The book is priced at £14.99 RRP, though a bit cheaper both on Amazon and from Alma Books.
#2 – Combat Camera – A Look Inside the Book
Combat Camera is – obviously – a non-fiction book. The book recounts the experiences of the author, Christian Hill, during his 4-month tour in Afghanistan in 2011 as a Combat Camera Team leader, an news reporter with the British Forces (as opposed to a journalist working for a newspaper or TV channel). As the introduction notes, it is based on a diary he kept in Afghanistan.
Aside from the appendices, the book is split into three parts.
- The first and shortest part introduces the author himself, providing a bit of background on what he did before Afghanistan and how he became a reservist of the Media Operations Group. However, the very first chapter opens with a Hollywood-esque “action-scene-preview”, set, chronologically, later in the tale.
- The second part has the meat of the story; the bulk of the stories about the authors experiences in Afghanistan, covering the mundane, the shocking, the brutal, the puzzling and everything in between.
- The third part covers the author’s final days in Afghanistan and his return to Britain, as well as a few closing words.

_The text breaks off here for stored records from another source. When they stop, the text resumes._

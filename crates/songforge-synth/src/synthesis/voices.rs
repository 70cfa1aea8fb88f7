//! Additive voice bank.
//!
//! Five sine voices plus an optional genre partial, evaluated at absolute
//! time `t` (no phase accumulation) so any frame can be computed in isolation.

use std::f64::consts::PI;

use crate::tables::ResolvedVoicing;

const TWO_PI: f64 = 2.0 * PI;

/// Melody drifts around the base frequency by this many Hz.
const MELODY_DRIFT_HZ: f64 = 100.0;
/// Angular rate of the melody drift, before the tempo multiplier.
const MELODY_DRIFT_RATE: f64 = 0.5;

const MELODY_GAIN: f64 = 0.3;
/// Major third above the melody.
const HARMONY_THIRD_RATIO: f64 = 1.25;
const HARMONY_THIRD_GAIN: f64 = 0.2;
/// Perfect fifth above the melody.
const HARMONY_FIFTH_RATIO: f64 = 1.5;
const HARMONY_FIFTH_GAIN: f64 = 0.15;
/// Bass sits an octave under the base frequency.
const BASS_RATIO: f64 = 0.5;
const BASS_GAIN: f64 = 0.4;
/// Rhythm pulse frequency per unit of tempo.
const RHYTHM_HZ: f64 = 2.0;
const RHYTHM_GAIN: f64 = 0.1;
/// The right channel carries a softer copy of the genre partial.
const RIGHT_EFFECT_SCALE: f64 = 0.8;

#[inline]
fn sine(freq: f64, t: f64) -> f64 {
    (TWO_PI * freq * t).sin()
}

/// Precomputed voice constants for one song.
#[derive(Debug, Clone, Copy)]
pub(crate) struct VoiceBank {
    base_freq: f64,
    tempo_mod: f64,
    effect: Option<(f64, f64)>,
}

impl VoiceBank {
    pub(crate) fn new(voicing: &ResolvedVoicing) -> Self {
        Self {
            base_freq: voicing.base_freq,
            tempo_mod: voicing.tempo_mod,
            effect: voicing.genre_effect.partial(),
        }
    }

    /// Melody frequency at time `t`.
    #[inline]
    pub(crate) fn melody_freq(&self, t: f64) -> f64 {
        self.base_freq + (t * MELODY_DRIFT_RATE * self.tempo_mod).sin() * MELODY_DRIFT_HZ
    }

    /// Unenveloped, unclamped (left, right) pair at time `t`.
    #[inline]
    pub(crate) fn raw_frame(&self, t: f64) -> (f64, f64) {
        let melody_freq = self.melody_freq(t);

        let melody = sine(melody_freq, t) * MELODY_GAIN;
        let third = sine(melody_freq * HARMONY_THIRD_RATIO, t) * HARMONY_THIRD_GAIN;
        let fifth = sine(melody_freq * HARMONY_FIFTH_RATIO, t) * HARMONY_FIFTH_GAIN;
        let bass = sine(self.base_freq * BASS_RATIO, t) * BASS_GAIN;
        let rhythm = sine(RHYTHM_HZ * self.tempo_mod, t) * RHYTHM_GAIN;

        let effect = match self.effect {
            Some((ratio, gain)) => sine(melody_freq * ratio, t) * gain,
            None => 0.0,
        };

        // Summation order is kept fixed so output stays bit-stable.
        let left = melody + third + bass + rhythm + effect;
        let right = melody + fifth + bass + rhythm + effect * RIGHT_EFFECT_SCALE;
        (left, right)
    }
}
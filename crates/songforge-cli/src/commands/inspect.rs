//! Inspect command implementation
//!
//! Parses a WAV file and reports its header, length, peak level and PCM hash.

use anyhow::{Context, Result};
use colored::Colorize;
use std::fs;
use std::path::Path;
use std::process::ExitCode;

use songforge_synth::wav::{compute_pcm_hash, decode_pcm16};
use songforge_synth::WavHeader;

use super::json_output::{error_codes, InspectOutput, JsonError, PcmStats};

/// Full-scale 16-bit magnitude.
const FULL_SCALE: i16 = 32767;

/// Computes sample statistics for a parsed file.
pub fn pcm_stats(wav_data: &[u8], header: &WavHeader) -> PcmStats {
    let samples = decode_pcm16(&wav_data[header.data_range()]);
    let peak = samples
        .iter()
        .map(|s| s.unsigned_abs())
        .max()
        .unwrap_or(0);
    let clipped = samples
        .iter()
        .filter(|s| s.unsigned_abs() >= FULL_SCALE as u16)
        .count();

    PcmStats {
        frame_count: header.frame_count(),
        duration_seconds: header.duration_seconds(),
        peak: peak as f64 / FULL_SCALE as f64,
        clipped_ratio: if samples.is_empty() {
            0.0
        } else {
            clipped as f64 / samples.len() as f64
        },
    }
}

/// Reads and analyzes a WAV file into the `inspect --json` document.
///
/// Unreadable or invalid files produce a failed document rather than an error.
pub fn inspect_file(input: &str) -> InspectOutput {
    let path = Path::new(input);

    let data = match fs::read(path) {
        Ok(data) => data,
        Err(e) => {
            let message = format!("Failed to read file: {}: {}", path.display(), e);
            return InspectOutput::failure(input, JsonError::new(error_codes::FILE_READ, message));
        }
    };

    let analyzed = WavHeader::parse(&data).and_then(|header| {
        let hash = compute_pcm_hash(&data)?;
        Ok((header, hash))
    });
    let (header, hash) = match analyzed {
        Ok(analyzed) => analyzed,
        Err(e) => {
            let error = JsonError::new(error_codes::INVALID_WAV, e.to_string());
            return InspectOutput::failure(input, error);
        }
    };
    let stats = pcm_stats(&data, &header);

    InspectOutput {
        success: true,
        errors: Vec::new(),
        path: input.to_string(),
        header: Some(header),
        stats: Some(stats),
        pcm_hash: Some(hash),
    }
}

/// Run the inspect command
///
/// # Returns
/// Exit code: 0 success, 1 unreadable or invalid file
pub fn run(input: &str, json: bool) -> Result<ExitCode> {
    let output = inspect_file(input);
    let code = if output.success {
        ExitCode::SUCCESS
    } else {
        ExitCode::from(1)
    };

    if json {
        print_json(&output)?;
        return Ok(code);
    }

    let (header, stats, hash) = match (&output.header, &output.stats, &output.pcm_hash) {
        (Some(header), Some(stats), Some(hash)) => (header, stats, hash),
        _ => {
            for error in &output.errors {
                eprintln!("{} {}", "error:".red().bold(), error.message);
            }
            return Ok(code);
        }
    };

    println!("{} {}", "Inspecting:".cyan().bold(), input);
    println!(
        "  {} {} Hz, {} ch, {}-bit PCM",
        "Format:".dimmed(),
        header.sample_rate,
        header.channels,
        header.bits_per_sample
    );
    println!(
        "  {} {} frames ({:.3}s)",
        "Length:".dimmed(),
        stats.frame_count,
        stats.duration_seconds
    );
    println!(
        "  {} {} bytes at offset {}",
        "Data:".dimmed(),
        header.data_size,
        header.data_offset
    );
    let peak = format!("{:.1}%", stats.peak * 100.0);
    println!(
        "  {} {}",
        "Peak:".dimmed(),
        if stats.peak >= 1.0 { peak.yellow() } else { peak.green() }
    );
    if stats.clipped_ratio > 0.0 {
        println!(
            "  {} {:.3}% of samples at full scale",
            "!".yellow(),
            stats.clipped_ratio * 100.0
        );
    }
    println!("  {} {}", "PCM hash:".dimmed(), hash);

    Ok(code)
}

fn print_json(output: &InspectOutput) -> Result<()> {
    let json = serde_json::to_string_pretty(output).context("Failed to serialize JSON output")?;
    println!("{}", json);
    Ok(())
}

#[cfg(test)]
mod tests {
    use super::*;
    use songforge_synth::{encode, SampleBuffer};

    #[test]
    fn test_pcm_stats() {
        let buffer = SampleBuffer {
            sample_rate: 4,
            left: vec![0.0, 1.0, 0.5, -0.25],
            right: vec![0.0, -1.0, 0.0, 0.0],
        };
        let audio = encode(&buffer);
        let header = WavHeader::parse(audio.as_bytes()).unwrap();
        let stats = pcm_stats(audio.as_bytes(), &header);

        assert_eq!(stats.frame_count, 4);
        assert_eq!(stats.duration_seconds, 1.0);
        assert_eq!(stats.peak, 1.0);
        assert_eq!(stats.clipped_ratio, 2.0 / 8.0);
    }

    #[test]
    fn test_pcm_stats_empty() {
        let audio = encode(&SampleBuffer::silent(44100, 0));
        let header = WavHeader::parse(audio.as_bytes()).unwrap();
        let stats = pcm_stats(audio.as_bytes(), &header);
        assert_eq!(stats.peak, 0.0);
        assert_eq!(stats.clipped_ratio, 0.0);
    }
}
//! Linear fade envelope.
//!
//! Half-second linear ramps at both ends of the song, unity gain in between.

/// Slope of the fade ramps, in gain per second.
const FADE_SLOPE: f64 = 2.0;

/// Linear fade-in/fade-out envelope over a fixed duration.
#[derive(Debug, Clone, Copy, PartialEq)]
pub struct FadeEnvelope {
    duration_seconds: f64,
}

impl FadeEnvelope {
    /// Creates an envelope spanning `duration_seconds`.
    pub fn new(duration_seconds: f64) -> Self {
        Self { duration_seconds }
    }

    /// Gain at time `t` (seconds).
    #[inline]
    pub fn gain_at(&self, t: f64) -> f64 {
        let fade_in = (t * FADE_SLOPE).min(1.0);
        let fade_out = ((self.duration_seconds - t) * FADE_SLOPE).min(1.0);
        fade_in.min(fade_out)
    }
}
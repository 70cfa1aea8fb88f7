//! End-to-end song rendering.
//!
//! Validates a [`SongRequest`], fills in lyrics, synthesizes and encodes,
//! and produces a [`SongReport`] describing the result.

use std::sync::atomic::AtomicBool;

use serde::{Deserialize, Serialize};
use tracing::info;

use crate::error::SynthResult;
use crate::lyrics::generate_lyrics;
use crate::params::SongRequest;
use crate::synthesis::{synthesize, synthesize_with_cancel};
use crate::tables::{GenreEffect, ResolvedVoicing};
use crate::wav::{encode, EncodedAudio};

/// Metadata describing a rendered song.
#[derive(Debug, Clone, PartialEq, Serialize, Deserialize)]
pub struct SongReport {
    /// Request as rendered (lyrics filled in).
    pub request: SongRequest,
    /// Output file name, `{artist}_{title}.wav`.
    pub file_name: String,
    /// Song length in seconds.
    pub duration_seconds: u32,
    /// Base frequency used.
    pub base_freq: f64,
    /// Tempo multiplier used.
    pub tempo_mod: f64,
    /// Genre effect applied.
    pub genre_effect: GenreEffect,
    /// Sample rate in Hz.
    pub sample_rate: u32,
    /// Frames per channel.
    pub frame_count: usize,
    /// Size of the WAV file in bytes.
    pub byte_length: usize,
    /// BLAKE3 hash of the sample data.
    pub pcm_hash: String,
}

/// A rendered song: audio plus report.
#[derive(Debug, Clone)]
pub struct RenderedSong {
    /// Encoded WAV audio.
    pub audio: EncodedAudio,
    /// Metadata describing the render.
    pub report: SongReport,
}

/// Renders a song request.
///
/// Fails only if required request fields are missing, or if `cancel` is
/// given and raised during synthesis.
pub fn render_song(
    request: &SongRequest,
    sample_rate: u32,
    cancel: Option<&AtomicBool>,
) -> SynthResult<RenderedSong> {
    request.validate()?;

    let mut request = request.clone();
    if request.lyrics.trim().is_empty() {
        request.lyrics = generate_lyrics(&request.genre).to_string();
    }

    let params = request.to_parameters();
    let voicing = ResolvedVoicing::resolve(&params);

    let buffer = match cancel {
        Some(flag) => synthesize_with_cancel(&params, sample_rate, flag)?,
        None => synthesize(&params, sample_rate),
    };
    let audio = encode(&buffer);

    let report = SongReport {
        file_name: format!("{}.wav", request.file_stem()),
        duration_seconds: voicing.duration_seconds,
        base_freq: voicing.base_freq,
        tempo_mod: voicing.tempo_mod,
        genre_effect: voicing.genre_effect,
        sample_rate: buffer.sample_rate,
        frame_count: audio.frame_count(),
        byte_length: audio.len(),
        pcm_hash: audio.pcm_hash().to_string(),
        request,
    };

    info!(
        title = %report.request.title,
        artist = %report.request.artist,
        file = %report.file_name,
        bytes = report.byte_length,
        "rendered song"
    );

    Ok(RenderedSong { audio, report })
}

#[cfg(test)]
mod tests {
    use super::*;
    use crate::error::SynthError;

    fn request() -> SongRequest {
        SongRequest {
            title: "Blue Hour".to_string(),
            artist: "Trio".to_string(),
            genre: "Jazz".to_string(),
            mood: "calm".to_string(),
            duration: "1-2 minutes".to_string(),
            ..SongRequest::default()
        }
    }

    #[test]
    fn test_render_fills_lyrics_and_report() {
        let song = render_song(&request(), 200, None).unwrap();
        let report = &song.report;

        assert_eq!(report.file_name, "Trio_Blue Hour.wav");
        assert_eq!(report.duration_seconds, 90);
        assert_eq!(report.base_freq, 330.0);
        assert_eq!(report.tempo_mod, 0.6);
        assert_eq!(report.genre_effect, GenreEffect::Jazz);
        assert_eq!(report.sample_rate, 200);
        assert_eq!(report.frame_count, 200 * 90);
        assert_eq!(report.byte_length, 44 + 200 * 90 * 4);
        assert_eq!(report.pcm_hash, song.audio.pcm_hash());
        assert!(report.request.lyrics.contains("jazzy state of mind"));
    }

    #[test]
    fn test_render_keeps_user_lyrics() {
        let req = SongRequest {
            lyrics: "la la la".to_string(),
            ..request()
        };
        let song = render_song(&req, 100, None).unwrap();
        assert_eq!(song.report.request.lyrics, "la la la");
    }

    #[test]
    fn test_render_rejects_incomplete_request() {
        let req = SongRequest {
            title: String::new(),
            ..request()
        };
        assert!(matches!(
            render_song(&req, 100, None),
            Err(SynthError::InvalidRequest { .. })
        ));
    }

    #[test]
    fn test_render_honours_cancel() {
        let cancel = AtomicBool::new(true);
        assert!(matches!(
            render_song(&request(), 100, Some(&cancel)),
            Err(SynthError::Cancelled { .. })
        ));
    }

    #[test]
    fn test_report_serializes() {
        let song = render_song(&request(), 100, None).unwrap();
        let json = serde_json::to_value(&song.report).unwrap();
        assert_eq!(json["file_name"], "Trio_Blue Hour.wav");
        assert_eq!(json["request"]["genre"], "Jazz");
        assert_eq!(json["genre_effect"], "jazz");

        let parsed: SongReport = serde_json::from_value(json).unwrap();
        assert_eq!(parsed, song.report);
    }
}
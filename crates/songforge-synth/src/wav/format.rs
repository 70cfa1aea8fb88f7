//! WAV file format parameters.

/// Size of the canonical header written before the sample data.
pub const HEADER_LEN: usize = 44;

/// PCM format tag in the `fmt ` chunk.
pub(crate) const FORMAT_PCM: u16 = 1;

/// Size of the PCM `fmt ` chunk body.
pub(crate) const FMT_CHUNK_LEN: u32 = 16;

/// WAV file format parameters.
#[derive(Debug, Clone, Copy, PartialEq, Eq)]
pub struct WavFormat {
    /// Number of channels.
    pub channels: u16,
    /// Sample rate in Hz.
    pub sample_rate: u32,
    /// Bits per sample (always 16 for this implementation).
    pub bits_per_sample: u16,
}

impl WavFormat {
    /// 16-bit format with the given channel count.
    pub fn pcm16(channels: u16, sample_rate: u32) -> Self {
        Self {
            channels,
            sample_rate,
            bits_per_sample: 16,
        }
    }

    /// Creates a stereo 16-bit format.
    pub fn stereo(sample_rate: u32) -> Self {
        Self::pcm16(2, sample_rate)
    }

    /// Bytes per sample (per channel).
    pub fn bytes_per_sample(&self) -> u16 {
        self.bits_per_sample / 8
    }

    /// Bytes per frame. Saturates at `u16::MAX`.
    pub fn block_align(&self) -> u16 {
        self.channels.saturating_mul(self.bytes_per_sample())
    }

    /// Bytes per second. Saturates at `u32::MAX`.
    pub fn byte_rate(&self) -> u32 {
        self.sample_rate.saturating_mul(self.block_align() as u32)
    }

    /// Size of the data chunk for `frames` frames.
    pub fn data_len(&self, frames: usize) -> usize {
        frames * self.block_align() as usize
    }
}
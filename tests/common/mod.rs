//! Shared helpers for integration tests.

#![allow(dead_code)]

use async_trait::async_trait;
use http_alchemy::{
    BaseUrl, ClientConfig, HttpClient, RawResponse, RawTransportError, Transport,
    TransportRequest,
};
use std::collections::{HashMap, VecDeque};
use std::sync::atomic::{AtomicUsize, Ordering};
use std::sync::{Arc, Mutex};
use std::time::Duration;

/// One scripted transport reaction.
#[derive(Clone, Debug)]
pub enum Step {
    /// Return this response.
    Respond(RawResponse),
    /// Return this response after a delay.
    Delayed(Duration, RawResponse),
    /// Fail with this error.
    Fail(RawTransportError),
    /// Never complete.
    Hang,
}

/// A transport that replays a script, repeating the final step forever.
#[derive(Debug, Default)]
pub struct ScriptedTransport {
    steps: Mutex<VecDeque<Step>>,
    calls: AtomicUsize,
    requests: Mutex<Vec<TransportRequest>>,
}

impl ScriptedTransport {
    pub fn new(steps: impl IntoIterator<Item = Step>) -> Arc<Self> {
        Arc::new(Self {
            steps: Mutex::new(steps.into_iter().collect()),
            ..Self::default()
        })
    }

    /// Number of times `send` was called.
    pub fn calls(&self) -> usize {
        self.calls.load(Ordering::SeqCst)
    }

    /// Requests received so far.
    pub fn requests(&self) -> Vec<TransportRequest> {
        self.requests.lock().unwrap().clone()
    }

    fn next_step(&self) -> Step {
        let mut steps = self.steps.lock().unwrap();
        if steps.len() > 1 {
            steps.pop_front().unwrap()
        } else {
            steps.front().cloned().expect("script must not be empty")
        }
    }
}

#[async_trait]
impl Transport for ScriptedTransport {
    async fn send(&self, request: TransportRequest) -> Result<RawResponse, RawTransportError> {
        self.calls.fetch_add(1, Ordering::SeqCst);
        self.requests.lock().unwrap().push(request);

        match self.next_step() {
            Step::Respond(response) => Ok(response),
            Step::Delayed(delay, response) => {
                tokio::time::sleep(delay).await;
                Ok(response)
            }
            Step::Fail(error) => Err(error),
            Step::Hang => std::future::pending().await,
        }
    }
}

/// A JSON response with the given status and body.
pub fn json_response(status: u16, body: &str) -> RawResponse {
    response_with_headers(status, &[("content-type", "application/json")], body)
}

/// A response with explicit headers.
pub fn response_with_headers(status: u16, headers: &[(&str, &str)], body: &str) -> RawResponse {
    let headers: HashMap<String, Vec<String>> = headers
        .iter()
        .map(|(k, v)| ((*k).to_string(), vec![(*v).to_string()]))
        .collect();
    RawResponse::new(status, headers, body.as_bytes().to_vec())
}

/// Config with `https://api.example.com` as base URL.
pub fn config() -> ClientConfig {
    ClientConfig::builder()
        .base_url(BaseUrl::new("https://api.example.com").unwrap())
        .build()
        .unwrap()
}

/// A client on top of a scripted transport.
pub fn client(transport: &Arc<ScriptedTransport>) -> HttpClient {
    HttpClient::with_transport(config(), Arc::clone(transport))
}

As the book is based, for the most part, on a diary and (presumably) the journalistic articles that became of some of the observations, there is no overarching story arc.
In many ways, I thought this was the book’s greatest strength. As embedded journalist, Christian Hill saw War in Afghanistan from every conceivable angle – combat patrols, DfID reconstruction projects, dog-squads, the boredom of camp life, the horror of mine sweeping, the training of Afghan soldier, and much more besides.
It’s an amazing view at the many, many aspects, people and situations that define War in Afghanistan.
#3 – Combat Camera – How Does It Read?
Starting the book, the first 30-odd pages of Combat Camera felt a bit choppy.
The book starts with a “right-into-the-action” scene of a grenade attack on a camp, before any context is given, only to cut back to a fast-forward overview of the author’s life and media-career – “Auntie Beep” being the BBC – before going to Afghanistan. Moreover, there seemed to be both more jokes and some foreshadowing of a conflict journalistic integrity vs. “the media-machine” in the early pages.
Neither really carries through into the main of the book. Though there are plenty of quips and insights on the sometimes grotesque bureaucracy of media in a war zone, they are hardly the main emphasis of the book.
Personally, I am happy Combat Camera did not go down this route.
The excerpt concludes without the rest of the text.